Alina’s writing career began in Latvia, where she wrote for print magazines, such as Veto, and also left a digital trace as a blogger; telling her version of the world in an etheric but sometimes very carnal way, she developed her own style.

“CYAN and other stories” is the first published book of Alina’s stories, telling a story of events one after another with an energy ready to run up a mountain, and then when you finally walk down you feel refreshment and sensitivity, surprised by the amount of controversial ideas you have discovered.

“Somehow, when these weird loneliness attacks happen, which surely have been classified by modern medicine, I remember a harbor in my childhood neighborhood in the early morning. Cranes supporting the clear skies, distant foghorns of the ships, seagulls squealing, and I distinctly understand that even if life turned three hundred and sixty degrees, swirled and danced me, I would still always have this harbor within, this desert-like space, burned inside my brain like an ancient stamp.” - extract from “CYAN. An almost autobiographical journey in three parts”.

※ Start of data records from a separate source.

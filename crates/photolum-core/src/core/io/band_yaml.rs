use crate::core::io::traits::InputFile;
use crate::core::models::phonon::{PhononError, PhononSet};
use nalgebra::Vector3;
use std::io::{self, BufRead};
use thiserror::Error;
use tracing::debug;

#[derive(Debug, Error)]
pub enum BandYamlError {
    #[error("I/O error: {0}")]
    Io(#[from] io::Error),
    #[error("Invalid band.yaml: {0}")]
    Yaml(#[from] serde_yaml::Error),
    #[error("Header declares natom = {declared} but {found} masses are listed")]
    AtomCountMismatch { declared: usize, found: usize },
    #[error("No {0} listed")]
    MissingRecord(&'static str),
    #[error(
        "Band {band} of q-point {qpoint} has no eigenvector (run phonopy with EIGENVECTORS = .TRUE.)"
    )]
    MissingEigenvector { qpoint: usize, band: usize },
    #[error("Eigenvector of band {band} at q-point {qpoint} has {found} atoms, expected {expected}")]
    EigenvectorLength {
        qpoint: usize,
        band: usize,
        expected: usize,
        found: usize,
    },
    #[error("Inconsistent data: {0}")]
    Inconsistency(#[from] PhononError),
}

mod raw {
    use serde::Deserialize;

    #[derive(Deserialize)]
    pub(super) struct BandYaml {
        pub natom: Option<usize>,
        #[serde(default)]
        pub points: Vec<Point>,
        #[serde(default)]
        pub phonon: Vec<QPoint>,
    }

    #[derive(Deserialize)]
    pub(super) struct Point {
        pub mass: f64,
    }

    #[derive(Deserialize)]
    pub(super) struct QPoint {
        #[serde(default)]
        pub band: Vec<Band>,
    }

    /// One mode; each eigenvector row is `[[re, im]; 3]` for one atom.
    #[derive(Deserialize)]
    pub(super) struct Band {
        pub frequency: f64,
        pub eigenvector: Option<Vec<[[f64; 2]; 3]>>,
    }
}

/// Reader for phonopy `band.yaml` files written with eigenvectors.
///
/// Every band of every q-point is read in file order, keeping the real part of
/// each eigenvector component. Selecting the distinct Gamma modes is left to
/// [`PhononSet::distinct_half`].
pub struct BandYamlFile;

impl InputFile for BandYamlFile {
    type Output = PhononSet;
    type Error = BandYamlError;

    fn read_from(reader: &mut impl BufRead) -> Result<Self::Output, Self::Error> {
        let raw::BandYaml {
            natom,
            points,
            phonon,
        } = serde_yaml::from_reader(reader)?;

        let masses: Vec<f64> = points.into_iter().map(|p| p.mass).collect();
        if masses.is_empty() {
            return Err(BandYamlError::MissingRecord("mass"));
        }
        if let Some(declared) = natom.filter(|&n| n != masses.len()) {
            return Err(BandYamlError::AtomCountMismatch {
                declared,
                found: masses.len(),
            });
        }

        let mut frequencies = Vec::new();
        let mut eigenvectors = Vec::new();
        for (qpoint, q) in phonon.into_iter().enumerate() {
            for (band, mode) in q.band.into_iter().enumerate() {
                let rows = mode.eigenvector.ok_or(BandYamlError::MissingEigenvector {
                    qpoint: qpoint + 1,
                    band: band + 1,
                })?;
                if rows.len() != masses.len() {
                    return Err(BandYamlError::EigenvectorLength {
                        qpoint: qpoint + 1,
                        band: band + 1,
                        expected: masses.len(),
                        found: rows.len(),
                    });
                }
                frequencies.push(mode.frequency);
                eigenvectors.push(
                    rows.iter()
                        .map(|[x, y, z]| Vector3::new(x[0], y[0], z[0]))
                        .collect(),
                );
            }
        }
        if frequencies.is_empty() {
            return Err(BandYamlError::MissingRecord("frequency"));
        }

        debug!(
            "Parsed band.yaml with {} atoms and {} modes.",
            masses.len(),
            frequencies.len()
        );
        Ok(PhononSet::new(masses, frequencies, eigenvectors)?)
    }
}

#[cfg(test)]
mod tests {
    use super::*;
    use std::io::{BufReader, Cursor, Write};
    use tempfile::NamedTempFile;

    fn parse(content: &str) -> Result<PhononSet, BandYamlError> {
        BandYamlFile::read_from(&mut BufReader::new(Cursor::new(content)))
    }

    const BAND_YAML: &str = "\
nqpoint: 1
npath: 1
natom: 1
points:
- symbol: C  # 1
  coordinates: [  0.000000000000000,  0.000000000000000,  0.000000000000000 ]
  mass: 12.010700

phonon:
- q-position: [    0.0000000,    0.0000000,    0.0000000 ]
  distance:    0.0000000
  band:
  - # 1
    frequency:   -0.0123000000
    eigenvector:
    - # atom 1
      - [  1.00000000000000,  0.00000000000000 ]
      - [  0.00000000000000,  0.00000000000000 ]
      - [  0.00000000000000,  0.00000000000000 ]
  - # 2
    frequency:   12.5000000000
    group_velocity: [ 0.0000000, 0.0000000, 0.0000000 ]
    eigenvector:
    - # atom 1
      - [  0.00000000000000,  0.00000000000000 ]
      - [  0.70710678118655, -0.10000000000000 ]
      - [-0.70710678118655,  0.00000000000000 ]
";

    #[test]
    fn reads_masses_frequencies_and_real_eigenvectors() {
        let set = parse(BAND_YAML).unwrap();
        assert_eq!(set.masses(), &[12.0107]);
        assert_eq!(set.frequencies(), &[0.0, 12.5]);
        assert_eq!(set.eigenvectors()[0][0], Vector3::new(1.0, 0.0, 0.0));
        let v = set.eigenvectors()[1][0];
        assert!((v - Vector3::new(0.0, 0.70710678118655, -0.70710678118655)).norm() < 1e-14);
    }

    #[test]
    fn layout_without_comments_or_key_order_reads_the_same() {
        let content = "\
natom: 1
phonon:
- band:
  - eigenvector: [[[1.0, 0.0], [0.0, 0.0], [0.0, 0.0]]]
    frequency: -0.0123
  - frequency: 12.5
    eigenvector:
    - - [0.0, 0.0]
      - [0.70710678118655, -0.1]
      - [-0.70710678118655, 0.0]
  q-position: [0.0, 0.0, 0.0]
points:
- mass: 12.0107
  symbol: C
";
        let reordered = parse(content).unwrap();
        let reference = parse(BAND_YAML).unwrap();
        assert_eq!(reordered.masses(), reference.masses());
        assert_eq!(reordered.frequencies(), reference.frequencies());
        assert_eq!(reordered.eigenvectors(), reference.eigenvectors());
    }

    #[test]
    fn natom_must_match_mass_count() {
        let content = BAND_YAML.replace("natom: 1", "natom: 2");
        assert!(matches!(
            parse(&content),
            Err(BandYamlError::AtomCountMismatch {
                declared: 2,
                found: 1
            })
        ));
    }

    #[test]
    fn band_without_eigenvector_is_rejected() {
        let content: String = BAND_YAML
            .lines()
            .take(14)
            .map(|l| format!("{l}\n"))
            .collect();
        assert!(matches!(
            parse(&content),
            Err(BandYamlError::MissingEigenvector { qpoint: 1, band: 1 })
        ));
    }

    #[test]
    fn eigenvector_must_cover_every_atom() {
        let content = BAND_YAML.replace("natom: 1\n", "").replace(
            "  mass: 12.010700\n",
            "  mass: 12.010700\n- symbol: N\n  coordinates: [ 0.5, 0.5, 0.5 ]\n  mass: 14.0067\n",
        );
        assert!(matches!(
            parse(&content),
            Err(BandYamlError::EigenvectorLength {
                expected: 2,
                found: 1,
                ..
            })
        ));
    }

    #[test]
    fn malformed_component_is_a_yaml_error() {
        let content = BAND_YAML.replace("[  0.70710678118655", "[  abc");
        assert!(matches!(parse(&content), Err(BandYamlError::Yaml(_))));
    }

    #[test]
    fn missing_masses_is_an_error() {
        let content = BAND_YAML.replace("mass:", "weight:");
        assert!(matches!(parse(&content), Err(BandYamlError::Yaml(_))));

        let content = BAND_YAML.replace("natom: 1\n", "").replace(
            "points:\n- symbol: C  # 1\n  coordinates: [  0.000000000000000,  0.000000000000000,  0.000000000000000 ]\n  mass: 12.010700\n",
            "",
        );
        assert!(matches!(
            parse(&content),
            Err(BandYamlError::MissingRecord("mass"))
        ));
    }

    #[test]
    fn read_from_path_parses_file() {
        let mut file = NamedTempFile::new().unwrap();
        write!(file, "{}", BAND_YAML).unwrap();
        let set = BandYamlFile::read_from_path(file.path()).unwrap();
        assert_eq!(set.num_modes(), 2);
    }
}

Alina Cvetkova and the source of her inspiration are based in these desert-like spaces, which she fills with emotions, which in their turn materialise in the shape of traumatised characters, who teach you, who scare you but in the end are so familiar that you are left surprised.

“I feel at ease in Spain in comparison to Sweden. Downstairs from my apartment I have three key stores – a small market, a bakery and a grocery store. If I am short of a few cents, I am always forgiven. I stumble and fall when I speak Spanish. I try to be friendly but my grammar makes no sense, and the faster I speak, the more difficult it is to stop. I continue making mistakes and frown with frustration because I don’t like being taken for a foreigner. But I am. “¿Where are you from?”, I hear all over. The story of my life. I hate the sound of it; I am always taken for a foreigner everywhere, even back home.”